Facts
- Governor Sean Parnell has said several times he will “never trade one resource for another.”
- PacRim Coal, a Delaware corporation, is actively seeking state and federal permits to build and operate the Chuitna coal strip mine 45 miles west of Anchorage, near the communities of Tyonek and Beluga.
- PacRim clearly states: “approximately 17.4 km [11 miles] of total stream-channel [salmon] habitat will be removed during the mining operations;”
- Allowing PacRim to mine through a salmon stream will set a dangerous precedent for the state of Alaska. If they can do it here, they can do it anywhere.
- Scientific experts concur, it is not possible to construct a new wild salmon spawning stream to the same level of productivity after mining ends.

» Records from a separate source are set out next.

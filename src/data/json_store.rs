//! JSON 文件配置存储
//!
//! 启动时整体读入内存，每次保存后整体回写：
//! - 文件不存在时视为空配置
//! - 自动创建父目录
//! - Unix 权限设置（0o600）
//!
//! # 使用示例
//!
//! ```rust
//! use picbed_config::{resolve_profiles, JsonFileStore, SystemClock, UuidGenerator};
//!
//! # fn main() -> picbed_config::data::Result<()> {
//! let mut store = JsonFileStore::open_default()?;
//! let item = resolve_profiles(&mut store, "smms", &UuidGenerator, &SystemClock);
//! # Ok(())
//! # }
//! ```

use crate::data::key_path::apply_partial;
use crate::data::store::ConfigStore;
use crate::data::{ConfigError, Result};
use crate::utils::config::default_store_path;
use serde_json::{Map, Value};
use std::fs;
use std::path::{Path, PathBuf};

/// 基于 JSON 文件的配置存储
pub struct JsonFileStore {
    path: PathBuf,
    tree: Value,
}

impl JsonFileStore {
    /// 打开指定路径的配置文件
    pub fn open(path: impl Into<PathBuf>) -> Result<Self> {
        let path = path.into();
        let tree = if path.exists() {
            let content = fs::read_to_string(&path).map_err(|e| ConfigError::io(&path, e))?;
            if content.trim().is_empty() {
                Value::Object(Map::new())
            } else {
                serde_json::from_str(&content)?
            }
        } else {
            Value::Object(Map::new())
        };

        if !tree.is_object() {
            return Err(ConfigError::UnexpectedRoot(path.display().to_string()));
        }

        tracing::debug!(path = %path.display(), "已加载配置文件");
        Ok(Self { path, tree })
    }

    /// 打开默认位置的配置文件（~/.picgo/data.json）
    pub fn open_default() -> Result<Self> {
        Self::open(default_store_path()?)
    }

    pub fn path(&self) -> &Path {
        &self.path
    }

    /// 重新从磁盘加载（丢弃未保存的内存状态）
    pub fn reload(&mut self) -> Result<()> {
        *self = Self::open(self.path.clone())?;
        Ok(())
    }

    fn write(&self) -> Result<()> {
        if let Some(parent) = self.path.parent() {
            fs::create_dir_all(parent).map_err(|e| ConfigError::io(parent, e))?;
        }

        let content = serde_json::to_string_pretty(&self.tree)?;
        fs::write(&self.path, content).map_err(|e| ConfigError::io(&self.path, e))?;

        set_permissions(&self.path)
    }
}

impl ConfigStore for JsonFileStore {
    fn root(&self) -> &Value {
        &self.tree
    }

    fn save(&mut self, partial: &Map<String, Value>) -> Result<()> {
        let mut next = self.tree.clone();
        apply_partial(&mut next, partial)?;

        let previous = std::mem::replace(&mut self.tree, next);
        if let Err(e) = self.write() {
            // 写盘失败时保持内存与磁盘一致
            self.tree = previous;
            return Err(e);
        }
        Ok(())
    }
}

/// 设置文件权限（Unix 平台 0o600）
#[cfg(unix)]
fn set_permissions(path: &Path) -> Result<()> {
    use std::os::unix::fs::PermissionsExt;
    let metadata = fs::metadata(path).map_err(|e| ConfigError::io(path, e))?;
    let mut perms = metadata.permissions();
    perms.set_mode(0o600);
    fs::set_permissions(path, perms).map_err(|e| ConfigError::io(path, e))
}

#[cfg(not(unix))]
fn set_permissions(_path: &Path) -> Result<()> {
    Ok(())
}

#[cfg(test)]
mod tests {
    use super::*;
    use serde_json::json;
    use tempfile::TempDir;

    #[test]
    fn test_open_missing_file_is_empty() {
        let temp_dir = TempDir::new().unwrap();
        let store = JsonFileStore::open(temp_dir.path().join("data.json")).unwrap();

        assert_eq!(store.root(), &json!({}));
    }

    #[test]
    fn test_open_rejects_non_object_root() {
        let temp_dir = TempDir::new().unwrap();
        let file_path = temp_dir.path().join("data.json");
        fs::write(&file_path, "[1, 2]").unwrap();

        assert!(matches!(
            JsonFileStore::open(&file_path),
            Err(ConfigError::UnexpectedRoot(_))
        ));
    }

    #[test]
    fn test_open_invalid_json() {
        let temp_dir = TempDir::new().unwrap();
        let file_path = temp_dir.path().join("data.json");
        fs::write(&file_path, "{invalid").unwrap();

        assert!(matches!(
            JsonFileStore::open(&file_path),
            Err(ConfigError::Json(_))
        ));
    }

    #[test]
    fn test_save_persists_to_disk() {
        let temp_dir = TempDir::new().unwrap();
        let file_path = temp_dir.path().join("nested").join("data.json");
        fs::create_dir_all(file_path.parent().unwrap()).unwrap();
        fs::write(&file_path, r#"{"picBed": {"smms": {"token": "abc"}}}"#).unwrap();

        let mut store = JsonFileStore::open(&file_path).unwrap();
        let partial = json!({"uploader.smms": {"configList": [], "defaultId": ""}});
        store.save(partial.as_object().unwrap()).unwrap();

        let reopened = JsonFileStore::open(&file_path).unwrap();
        assert_eq!(
            reopened.root(),
            &json!({
                "picBed": {"smms": {"token": "abc"}},
                "uploader": {"smms": {"configList": [], "defaultId": ""}},
            })
        );
    }

    #[test]
    fn test_save_creates_parent_dir() {
        let temp_dir = TempDir::new().unwrap();
        let file_path = temp_dir.path().join("subdir").join("data.json");

        let mut store = JsonFileStore::open(&file_path).unwrap();
        let partial = json!({"picBed.current": "smms"});
        store.save(partial.as_object().unwrap()).unwrap();

        assert!(file_path.exists());
    }

    #[test]
    fn test_reload_discards_memory_state() {
        let temp_dir = TempDir::new().unwrap();
        let file_path = temp_dir.path().join("data.json");

        let mut store = JsonFileStore::open(&file_path).unwrap();
        let partial = json!({"picBed.current": "smms"});
        store.save(partial.as_object().unwrap()).unwrap();
        fs::write(&file_path, r#"{"picBed": {"current": "github"}}"#).unwrap();

        store.reload().unwrap();
        assert_eq!(store.get("picBed.current"), Some(&json!("github")));
    }

    #[test]
    #[cfg(unix)]
    fn test_permissions_unix() {
        use std::os::unix::fs::PermissionsExt;

        let temp_dir = TempDir::new().unwrap();
        let file_path = temp_dir.path().join("data.json");

        let mut store = JsonFileStore::open(&file_path).unwrap();
        let partial = json!({"picBed.current": "smms"});
        store.save(partial.as_object().unwrap()).unwrap();

        let perms = fs::metadata(&file_path).unwrap().permissions();
        assert_eq!(perms.mode() & 0o777, 0o600);
    }
}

- PacRim has not provided a single example of a strip-mined wild salmon spawning and rearing habitat that has been restored to premining productivity.

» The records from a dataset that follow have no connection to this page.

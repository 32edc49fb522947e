// Migration - 配置迁移接口
//
// 基于版本号驱动的配置迁移，所有迁移同步执行

use crate::data::ConfigStore;
use anyhow::Result;
use serde::{Deserialize, Serialize};
use std::cmp::Ordering;

/// 迁移接口
pub trait Migration: Send + Sync {
    /// 迁移唯一标识（如 "uploader_profiles"）
    fn id(&self) -> &str;

    /// 迁移名称（用于日志）
    fn name(&self) -> &str;

    /// 目标版本号
    ///
    /// 规则：当前配置版本 < target_version 时执行
    fn target_version(&self) -> &str;

    /// 执行迁移
    fn execute(&self, store: &mut dyn ConfigStore) -> Result<MigrationResult>;
}

/// 迁移结果
#[derive(Debug, Clone, Serialize, Deserialize)]
pub struct MigrationResult {
    pub migration_id: String,
    pub success: bool,
    pub message: String,
    /// 迁移的记录数
    pub records_migrated: usize,
    /// 执行时间（秒）
    pub duration_secs: f64,
}

/// 版本比较辅助函数
pub fn compare_versions(v1: &str, v2: &str) -> Ordering {
    use semver::Version;

    match (Version::parse(v1).ok(), Version::parse(v2).ok()) {
        (Some(ver1), Some(ver2)) => ver1.cmp(&ver2),
        (Some(_), None) => Ordering::Greater,
        (None, Some(_)) => Ordering::Less,
        (None, None) => v1.cmp(v2),
    }
}
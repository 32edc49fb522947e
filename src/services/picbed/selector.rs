//! 图床列表与配置解析

use super::upgrader::upgrade;
use super::{uploader_key, PICBED_LIST_KEY};
use crate::data::{get_config_as, ConfigStore};
use crate::models::picbed::is_truthy;
use crate::models::{
    PicBedType, ProviderListing, UploaderConfigItem, UploaderProfile, PINNED_PICBED_TYPE,
};
use crate::services::meta::{Clock, IdGenerator};
use serde_json::Value;

/// 当前选中图床的键（新版优先，旧版兜底）
const CURRENT_UPLOADER_KEYS: [&str; 2] = ["picBed.uploader", "picBed.current"];

/// 获取可用的图床列表
///
/// `all` 保留每个对象形式的描述（字段宽松读取），非对象条目无法作为描述，记录警告后跳过。
/// 可见列表只包含 `visible` 为真且 `type` 非空的描述，保持 `picBed.list` 中的顺序，
/// 仅将 smms 固定在最前。
pub fn list_providers<S>(store: &S) -> ProviderListing
where
    S: ConfigStore + ?Sized,
{
    let all: Vec<PicBedType> = match store.get(PICBED_LIST_KEY) {
        Some(Value::Array(items)) => items
            .iter()
            .filter_map(|item| match serde_json::from_value(item.clone()) {
                Ok(bed) => Some(bed),
                Err(e) => {
                    tracing::warn!(item = %item, error = %e, "忽略非对象的图床描述");
                    None
                }
            })
            .collect(),
        None | Some(Value::Null) => Vec::new(),
        Some(other) => {
            tracing::warn!(value = %other, "picBed.list 不是数组，按空列表处理");
            Vec::new()
        }
    };

    let mut visible: Vec<PicBedType> = all
        .iter()
        .filter(|bed| bed.visible && !bed.type_.is_empty())
        .cloned()
        .collect();
    // 稳定排序：false < true，smms 排在最前，其余保持原顺序
    visible.sort_by_key(|bed| bed.type_ != PINNED_PICBED_TYPE);

    ProviderListing { all, visible }
}

/// `uploader.<type>` 是否缺少新版配置列表
///
/// 只有 `configList` 缺失或为假值（`null`、空字符串等）时才需要升级。
/// 存在但不是数组的 `configList` 属于损坏数据，由读取路径降级处理，不会被覆盖。
pub fn needs_upgrade<S>(store: &S, type_: &str) -> bool
where
    S: ConfigStore + ?Sized,
{
    if type_.is_empty() {
        return false;
    }
    !store
        .get(&uploader_key(type_))
        .and_then(|item| item.get("configList"))
        .is_some_and(is_truthy)
}

/// 获取图床类型的配置列表
///
/// - `type_` 为空时返回空列表，不访问存储
/// - 已有 `configList` 时原样返回（`defaultId` 不做校验）
/// - `configList` 无法解析时记录警告并返回空列表，不覆盖已有数据
/// - 否则从 `picBed.<type>` 升级并写回
///
/// 连续调用是幂等的：升级成功写入后不会再次生成 `_id`。
/// 同一图床类型的并发调用需要由调用方串行化。
pub fn resolve_profiles<S>(
    store: &mut S,
    type_: &str,
    ids: &dyn IdGenerator,
    clock: &dyn Clock,
) -> UploaderConfigItem
where
    S: ConfigStore + ?Sized,
{
    if type_.is_empty() {
        tracing::debug!("图床类型为空，返回空配置列表");
        return UploaderConfigItem::default();
    }

    if needs_upgrade(&*store, type_) {
        tracing::debug!(type_, "未找到多配置列表，执行升级");
        return upgrade(store, type_, ids, clock);
    }

    get_config_as::<UploaderConfigItem, _>(&*store, &uploader_key(type_)).unwrap_or_default()
}

/// 获取图床类型的默认配置
///
/// `defaultId` 为空或失效时回退到第一个配置。
pub fn resolve_default_profile<S>(
    store: &mut S,
    type_: &str,
    ids: &dyn IdGenerator,
    clock: &dyn Clock,
) -> Option<UploaderProfile>
where
    S: ConfigStore + ?Sized,
{
    resolve_profiles(store, type_, ids, clock)
        .default_profile()
        .cloned()
}

/// 当前选中的图床类型
pub fn current_uploader<S>(store: &S) -> Option<String>
where
    S: ConfigStore + ?Sized,
{
    CURRENT_UPLOADER_KEYS.iter().find_map(|key| match store.get(key) {
        Some(Value::String(type_)) if !type_.trim().is_empty() => Some(type_.trim().to_string()),
        _ => None,
    })
}
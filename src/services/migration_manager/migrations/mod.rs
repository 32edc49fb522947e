// Migrations - 所有迁移实现
//
// 每个迁移定义目标版本号，按版本号顺序执行

mod uploader_profiles;

pub use uploader_profiles::UploaderProfileMigration;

- Extensive searches of scientific literature have not produced any examples of successful restoration of a strip mined-wild salmon stream.
- Stripmining will interrupt groundwater flow and destroy the shallow aquifers that currently provide groundwater to streams.
- The uninterrupted flow of shallow groundwater to wild salmon spawning streams is essential for over-winter survival of eggs and fry.
- Recreating the structural complexity and interconnectivity of the below-ground sediment layers responsible for the transport of ground water into salmon streams is impossible.
- The long-term loss of marine-derived nutrients and wetlands (primary sources of nutrients for wild salmon streams) from 25+ years of proposed mining makes the restoration of biological productivity impossible.
- The complex system of surface and groundwater exchange at the streambed is responsible for the year-round upwelling of water critical for over-winter survival for wild salmon eggs and cannot be recreated.
- Mining through the tributaries and uplands of the Chuit River will permanently change the ecosystem and decrease the productivity of the river.
- Mining through the Chuit River headwaters will remove stored carbon and nutrients that are vital for the health of all downstream reaches; once removed they can not be replaced.
- There is no evidence that the proposed restoration and mitigation plans will compensate for the natural resource losses.
- The complex, genetically diverse wild Alaskan salmon stocks found in the Chuit River, a key to long term viability—cannot be recreated.